= WORK TO BE COMPLETED =
Every line containing the string "derive" is to be copied from the records.

= RECORDS TO PROCESS =
//! # FaultPresenter: keeps the fault log in front of the operator.
//!
//! The presenter owns a [`Surface`] (the rendering collaborator: a window, a
//! terminal pane, a test double) and drives it from the home thread.
//!
//! ## Rules
//! - [`FaultPresenter::ensure_visible`] is idempotent: at most one surface is
//!   shown at a time, and an open surface is reused.
//! - The disposing flag is checked immediately before showing; once the owner
//!   is tearing down, the surface is never opened again.
//! - [`FaultPresenter::append_entry`] is append-only and follows the
//!   aggregator's log order.
//! - Tier → accent mapping is purely presentational: warning = light,
//!   elevated = medium, critical = strong.

use tokio_util::sync::CancellationToken;
use tracing::trace;

use super::aggregator::LogEntry;
use super::severity::Severity;
use crate::error::DeliveryError;

/// Visual weight of a rendered line.
#[derive(Clone, Copy, Debug, PartialEq, Eq, Hash)]
pub enum Accent {
    /// Light accent (salmon).
    Light,
    /// Medium accent (yellow).
    Medium,
    /// Strong accent (red).
    Strong,
}

impl From<Severity> for Accent {
    fn from(severity: Severity) -> Self {
        match severity {
            Severity::Warning => Accent::Light,
            Severity::Elevated => Accent::Medium,
            Severity::Critical => Accent::Strong,
        }
    }
}

/// Rendering collaborator driven by [`FaultPresenter`].
///
/// Every method is called on the home thread only.
pub trait Surface {
    /// True while the surface is shown.
    fn is_visible(&self) -> bool;

    /// Shows (and raises) the surface.
    fn show(&mut self);

    /// Hides the surface without discarding its content.
    fn hide(&mut self);

    /// Appends one rendered line.
    fn append_line(&mut self, line: &str, accent: Accent);
}

/// Presents log entries on a [`Surface`].
#[derive(Debug)]
pub struct FaultPresenter<V> {
    surface: V,
    disposing: CancellationToken,
}

impl<V: Surface> FaultPresenter<V> {
    /// Creates a presenter; `disposing` is cancelled when the owner tears down.
    pub fn new(surface: V, disposing: CancellationToken) -> Self {
        Self { surface, disposing }
    }

    /// Shows the surface unless it is already visible or the owner is disposing.
    pub fn ensure_visible(&mut self) {
        if let Err(e) = self.try_show() {
            trace!(reason = e.as_label(), "surface not shown");
        }
    }

    /// Shows the surface.
    ///
    /// ### Errors
    /// - [`DeliveryError::Disposing`] once the owner started tearing down.
    /// - [`DeliveryError::AlreadyVisible`] if the surface is already shown.
    pub fn try_show(&mut self) -> Result<(), DeliveryError> {
        if self.surface.is_visible() {
            return Err(DeliveryError::AlreadyVisible);
        }
        if self.disposing.is_cancelled() {
            return Err(DeliveryError::Disposing);
        }
        self.surface.show();
        Ok(())
    }

    /// Renders one entry as a new line with its tier's accent.
    pub fn append_entry(&mut self, entry: &LogEntry) {
        self.surface
            .append_line(&entry.render(), Accent::from(entry.severity));
    }

    /// Hides the surface (operator acknowledged); the next fault reopens it.
    pub fn dismiss(&mut self) {
        if self.surface.is_visible() {
            self.surface.hide();
        }
    }

    /// True while the surface is shown.
    pub fn is_visible(&self) -> bool {
        self.surface.is_visible()
    }

    /// True once the owner started tearing down.
    pub fn is_disposing(&self) -> bool {
        self.disposing.is_cancelled()
    }

    /// Borrows the surface.
    pub fn surface(&self) -> &V {
        &self.surface
    }

    /// Mutably borrows the surface.
    pub fn surface_mut(&mut self) -> &mut V {
        &mut self.surface
    }

    /// Consumes the presenter and returns its surface.
    pub fn into_surface(self) -> V {
        self.surface
    }
}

= COMPLETED TASK =
#[derive(Clone, Copy, Debug, PartialEq, Eq, Hash)]
#[derive(Debug)]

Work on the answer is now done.